The Advent of Carbon Regulations

Pachama
Pachama
Jul 30 · 4 min read

Governments are beginning to recognize the urgency of climate change and implement regulations and taxes on carbon dioxide and other greenhouse gas emissions. The 2015 Paris Agreement was the result of an international climate convention hosted by the United Nations, and the agreement was signed by 195 countries that have promised to create plans to limit emissions in the near future. Each country has the obligation to set their own direction and report back on progress.

In late 2018, the UN published a special report detailing the climate change trajectory and the actions needed to keep global warming to an increase of 1.5°C (2.7°F) over levels from 150 years ago. The report showed how current emissions have the world on track for a 2°C (3.6°F) or more overall global increase in temperature, which would lead to even more extreme weather, decrease biodiversity, and change ocean levels and acidity. The report called for decreasing CO2 emissions by 45% from 2010 levels by 2030. News headlines lead with a 12 year timeline to solve climate change.

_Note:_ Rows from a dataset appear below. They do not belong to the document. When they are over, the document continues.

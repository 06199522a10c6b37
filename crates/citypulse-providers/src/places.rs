//! Google Places client: geocoding, nearby search and place photos.

use citypulse_core::{Config, PlaceCategory, Provider, ProviderError, ReqwestErrorExt};
use reqwest::Client;
use serde::Deserialize;
use tracing::instrument;

use crate::http::{require_key, send, send_json, trim_base};
use crate::types::{Coordinates, PlacePhoto, PointOfInterest};

const DEFAULT_RADIUS_M: u32 = 5000;
const DEFAULT_LANGUAGE: &str = "es";
pub const DEFAULT_PHOTO_WIDTH: u32 = 400;

#[derive(Debug, Deserialize)]
struct GeocodeResponse {
    status: String,
    #[serde(default)]
    results: Vec<GeocodeResult>,
    error_message: Option<String>,
}

#[derive(Debug, Deserialize)]
struct GeocodeResult {
    geometry: Geometry,
}

#[derive(Debug, Deserialize)]
struct Geometry {
    location: LatLng,
}

#[derive(Debug, Deserialize)]
struct LatLng {
    lat: f64,
    lng: f64,
}

#[derive(Debug, Deserialize)]
struct NearbyResponse {
    status: String,
    #[serde(default)]
    results: Vec<PlaceResult>,
    error_message: Option<String>,
}

#[derive(Debug, Deserialize)]
struct PlaceResult {
    place_id: String,
    name: String,
    vicinity: Option<String>,
    formatted_address: Option<String>,
    geometry: Geometry,
    rating: Option<f64>,
    user_ratings_total: Option<u32>,
    #[serde(default)]
    photos: Vec<PhotoRef>,
    #[serde(default)]
    types: Vec<String>,
    business_status: Option<String>,
    opening_hours: Option<OpeningHours>,
    price_level: Option<u8>,
}

#[derive(Debug, Deserialize)]
struct PhotoRef {
    photo_reference: String,
}

#[derive(Debug, Deserialize)]
struct OpeningHours {
    open_now: Option<bool>,
}

impl From<PlaceResult> for PointOfInterest {
    fn from(raw: PlaceResult) -> Self {
        PointOfInterest {
            id: raw.place_id,
            name: raw.name,
            address: raw.vicinity.or(raw.formatted_address),
            coordinates: Coordinates::new(raw.geometry.location.lat, raw.geometry.location.lng),
            rating: raw.rating,
            review_count: raw.user_ratings_total,
            categories: raw.types,
            photo_reference: raw.photos.into_iter().next().map(|p| p.photo_reference),
            open_now: raw.opening_hours.and_then(|h| h.open_now),
            price_level: raw.price_level,
            business_status: raw.business_status,
        }
    }
}

/// Map the status field Google returns inside 200 responses.
fn check_status(status: &str, error_message: Option<String>) -> Result<(), ProviderError> {
    let provider = Provider::Places;
    match status {
        "OK" | "ZERO_RESULTS" => Ok(()),
        "REQUEST_DENIED" => Err(ProviderError::Unauthorized { provider }),
        "OVER_QUERY_LIMIT" | "OVER_DAILY_LIMIT" => Err(ProviderError::RateLimited { provider }),
        other => Err(ProviderError::Rejected {
            provider,
            status: 200,
            message: error_message.unwrap_or_else(|| other.to_string()),
        }),
    }
}

#[derive(Debug, Clone)]
pub struct PlacesClient {
    client: Client,
    base_url: String,
    api_key: Option<String>,
    radius_m: u32,
    language: String,
}

impl PlacesClient {
    pub fn new(base_url: &str, api_key: Option<String>) -> Self {
        Self::with_client(Client::new(), base_url, api_key)
    }

    pub fn with_client(client: Client, base_url: &str, api_key: Option<String>) -> Self {
        Self {
            client,
            base_url: trim_base(base_url),
            api_key,
            radius_m: DEFAULT_RADIUS_M,
            language: DEFAULT_LANGUAGE.to_string(),
        }
    }

    pub fn from_config(client: Client, config: &Config) -> Self {
        let settings = &config.providers.google_places;
        let mut places = Self::with_client(client, &settings.base_url, settings.api_key.clone());
        places.radius_m = config.dashboard.places_radius_m;
        places.language = config.dashboard.language.clone();
        places
    }

    /// Resolve an address or city name to coordinates.
    #[instrument(skip(self), level = "info")]
    pub async fn geocode(&self, address: &str) -> Result<Coordinates, ProviderError> {
        let key = require_key(Provider::Places, self.api_key.as_deref())?;
        let request = self
            .client
            .get(format!("{}/geocode/json", self.base_url))
            .query(&[("address", address), ("key", key)]);

        let raw: GeocodeResponse = send_json(Provider::Places, address, request).await?;
        check_status(&raw.status, raw.error_message)?;

        raw.results
            .into_iter()
            .next()
            .map(|r| Coordinates::new(r.geometry.location.lat, r.geometry.location.lng))
            .ok_or_else(|| ProviderError::NotFound {
                provider: Provider::Places,
                what: address.to_string(),
            })
    }

    /// Places of one category around a point.
    #[instrument(skip(self), level = "info")]
    pub async fn nearby_search(
        &self,
        at: Coordinates,
        category: PlaceCategory,
    ) -> Result<Vec<PointOfInterest>, ProviderError> {
        let key = require_key(Provider::Places, self.api_key.as_deref())?;
        let request = self
            .client
            .get(format!("{}/place/nearbysearch/json", self.base_url))
            .query(&[
                ("location", format!("{},{}", at.latitude, at.longitude)),
                ("radius", self.radius_m.to_string()),
                ("type", category.as_str().to_string()),
                ("key", key.to_string()),
                ("language", self.language.clone()),
            ]);

        let raw: NearbyResponse = send_json(Provider::Places, category.as_str(), request).await?;
        if raw.status == "ZERO_RESULTS" {
            return Ok(Vec::new());
        }
        check_status(&raw.status, raw.error_message)?;

        Ok(raw.results.into_iter().map(PointOfInterest::from).collect())
    }

    /// Geocode the city, then search around it.
    ///
    /// The lookups run strictly in sequence; a geocoding failure skips the search.
    pub async fn search_city(
        &self,
        city: &str,
        category: PlaceCategory,
    ) -> Result<Vec<PointOfInterest>, ProviderError> {
        let center = self.geocode(city).await?;
        self.nearby_search(center, category).await
    }

    /// Download a place photo.
    #[instrument(skip(self, reference), level = "info")]
    pub async fn photo(&self, reference: &str, max_width: u32) -> Result<PlacePhoto, ProviderError> {
        let key = require_key(Provider::Places, self.api_key.as_deref())?;
        let request = self
            .client
            .get(format!("{}/place/photo", self.base_url))
            .query(&[
                ("maxwidth", max_width.to_string()),
                ("photo_reference", reference.to_string()),
                ("key", key.to_string()),
            ]);

        let response = send(Provider::Places, reference, request).await?;
        let content_type = response
            .headers()
            .get(reqwest::header::CONTENT_TYPE)
            .and_then(|v| v.to_str().ok())
            .unwrap_or("image/jpeg")
            .to_string();
        let bytes = response
            .bytes()
            .await
            .map_err(|e| e.into_provider_error(Provider::Places))?;

        Ok(PlacePhoto {
            content_type,
            bytes: bytes.to_vec(),
        })
    }
}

Nations around the globe are regulating carbon emissions for their citizens and businesses by pledging to reach net zero greenhouse gas emissions, including carbon dioxide. Bhutan and Suriname are leading the way and are already carbon negative, meaning they take more CO2 from the atmosphere than they release. An additional 15 countries have either set or are planning to set net zero goals for emissions.

Canada has been a leader in emissions regulation and currently has both a tax on carbon and a trading system for industries with heavy emissions. Provinces and territories have the option to set their own higher standards. The plan calls for revenues from the tax to be refunded to Canadians to help balance higher energy bills. As of 2019, the price for carbon in the Canadian system is $20 per ton of CO2 equivalent.

In 2005, the European Union created its emissions trading program, which covers all 28 member countries as well as Iceland, Liechtenstein, and Norway for a total of 31 countries and 45% of EU emissions. The program regulates heavily emitting industries and is based on a cap-and-trade model. By 2020, the EU expects emissions to be 21% lower than when the program began, and for a 43% reduction by 2030.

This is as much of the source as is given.